Il carcere è spesso visto come una comunità avulsa dalla città in cui si trova e forte è lo stigma e il pregiudizio che si provano nei confronti dei detenuti. Un simile approccio è però miope e deleterio. Il Carcere è infatti una vera e propria comunità all’interno della comunità e, in quanto tale, esiste e vive in osmosi con la medesima. Sotto questo profilo, i Rotary Club Bergamo, Bergamo Città Alta, Bergamo Hospital 1 GXXIII, Bergamo Nord, Bergamo Ovest e Bergamo Sud hanno iniziato un percorso di sensibilizzazione, volto a diffondere una cultura di inclusione nei confronti dei detenuti meritevoli, con l’obiettivo di dare loro una concreta possibilità di reinserimento nella società e di riscatto sociale.

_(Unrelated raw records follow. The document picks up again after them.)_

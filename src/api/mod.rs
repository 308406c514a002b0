//! HTTP API server for the assistant

pub mod health;
pub mod interactions;
pub mod turn;
pub mod voice;

use std::sync::Arc;

use axum::http::StatusCode;
use axum::response::{IntoResponse, Response};
use axum::{Json, Router};
use serde::Serialize;
use tokio::net::TcpListener;
use tower_http::cors::{Any, CorsLayer};
use tower_http::trace::TraceLayer;

use crate::conversation::TurnHandler;
use crate::voice::SpeechSynthesizer;
use crate::{Error, Result};

/// Shared state for API handlers
#[derive(Clone)]
pub struct ApiState {
    pub turns: TurnHandler,
    /// Present when a TTS provider is configured
    pub synthesizer: Option<Arc<dyn SpeechSynthesizer>>,
}

impl ApiState {
    #[must_use]
    pub fn new(turns: TurnHandler) -> Self {
        Self {
            turns,
            synthesizer: None,
        }
    }

    #[must_use]
    pub fn with_synthesizer(mut self, synthesizer: Option<Arc<dyn SpeechSynthesizer>>) -> Self {
        self.synthesizer = synthesizer;
        self
    }
}

/// Build the router with all routes, without middleware
pub fn router(state: Arc<ApiState>) -> Router {
    Router::new()
        .merge(turn::router(state.clone()))
        .merge(voice::router(state.clone()))
        .merge(interactions::router(state.clone()))
        .merge(health::router())
        .merge(health::ready_router(state))
}

/// JSON error envelope shared by all endpoints
#[derive(Debug, Serialize)]
pub struct ErrorResponse {
    pub error: ErrorBody,
}

#[derive(Debug, Serialize)]
pub struct ErrorBody {
    pub code: &'static str,
    pub message: String,
}

pub(crate) fn error_response(status: StatusCode, code: &'static str, message: String) -> Response {
    (
        status,
        Json(ErrorResponse {
            error: ErrorBody { code, message },
        }),
    )
        .into_response()
}

/// Configuration for building an API server
pub struct ApiServerBuilder {
    state: ApiState,
    host: String,
    port: u16,
}

impl ApiServerBuilder {
    /// Create a new API server builder
    #[must_use]
    pub fn new(turns: TurnHandler) -> Self {
        Self {
            state: ApiState::new(turns),
            host: "127.0.0.1".to_string(),
            port: crate::config::DEFAULT_PORT,
        }
    }

    /// Set the speech synthesizer backing `/text-to-speech`
    #[must_use]
    pub fn synthesizer(mut self, synthesizer: Arc<dyn SpeechSynthesizer>) -> Self {
        self.state.synthesizer = Some(synthesizer);
        self
    }

    #[must_use]
    pub fn host(mut self, host: impl Into<String>) -> Self {
        self.host = host.into();
        self
    }

    #[must_use]
    pub const fn port(mut self, port: u16) -> Self {
        self.port = port;
        self
    }

    /// Build the API server
    #[must_use]
    pub fn build(self) -> ApiServer {
        ApiServer {
            state: Arc::new(self.state),
            host: self.host,
            port: self.port,
        }
    }
}

/// API server
pub struct ApiServer {
    state: Arc<ApiState>,
    host: String,
    port: u16,
}

impl ApiServer {
    /// Build the router with all routes and middleware
    #[must_use]
    pub fn router(&self) -> Router {
        let cors = CorsLayer::new()
            .allow_origin(Any)
            .allow_methods(Any)
            .allow_headers(Any);

        router(self.state.clone())
            .layer(cors)
            .layer(TraceLayer::new_for_http())
    }

    /// Run the API server
    ///
    /// # Errors
    ///
    /// Returns error if server fails to bind or run
    pub async fn run(self) -> Result<()> {
        if !self.state.turns.has_model() {
            tracing::warn!("no language model loaded, turns will fail until restart");
        }
        if self.state.turns.store().is_none() {
            tracing::warn!("interaction store unavailable, running without history");
        }

        let addr = format!("{}:{}", self.host, self.port);
        let listener = TcpListener::bind(&addr)
            .await
            .map_err(|e| Error::Config(format!("failed to bind API server: {e}")))?;

        tracing::info!(addr = %addr, "API server listening");

        axum::serve(listener, self.router())
            .await
            .map_err(|e| Error::Config(format!("API server error: {e}")))?;

        Ok(())
    }

    /// Run the API server in a background task
    #[must_use]
    pub fn spawn(self) -> tokio::task::JoinHandle<Result<()>> {
        tokio::spawn(async move { self.run().await })
    }
}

Dal partenariato tra Opera Pia Maria Caleppio Ricotti e Carcere e Territorio, associazioni veterane nell’aiuto e nel sostegno alla realtà carceraria bergamasca, da un lato, e del Rotary, dall’altro, è scaturita la sponsorizzazione di n. 8 borse di lavoro per garantire ad altrettante persone un percorso di tirocinio lavorativo. Fondamentale a tal fine è stato anche il contributo del Distretto Rotary 2042.

Questa è solo la prima parte di un progetto di più ampia portata che i Rotary Club del Gruppo Orobico 1 stanno realizzando. Il loro fine ultimo è quello di mettere a disposizione del carcere di Bergamo e della sua rete imprenditori rotariani, che aprano le porte delle loro aziende e accolgano le persone ammesse alle pene sostitutive. In questo modo, il socio rotariano servirà ancora una volta al di sopra del proprio interesse personale, per dare concreta attuazione alla funzione sociale della pena, che deve consentire la rieducazione del condannato e la protezione della società, attraverso la reintegrazione dell’individuo nella comunità e la prevenzione della recidiva.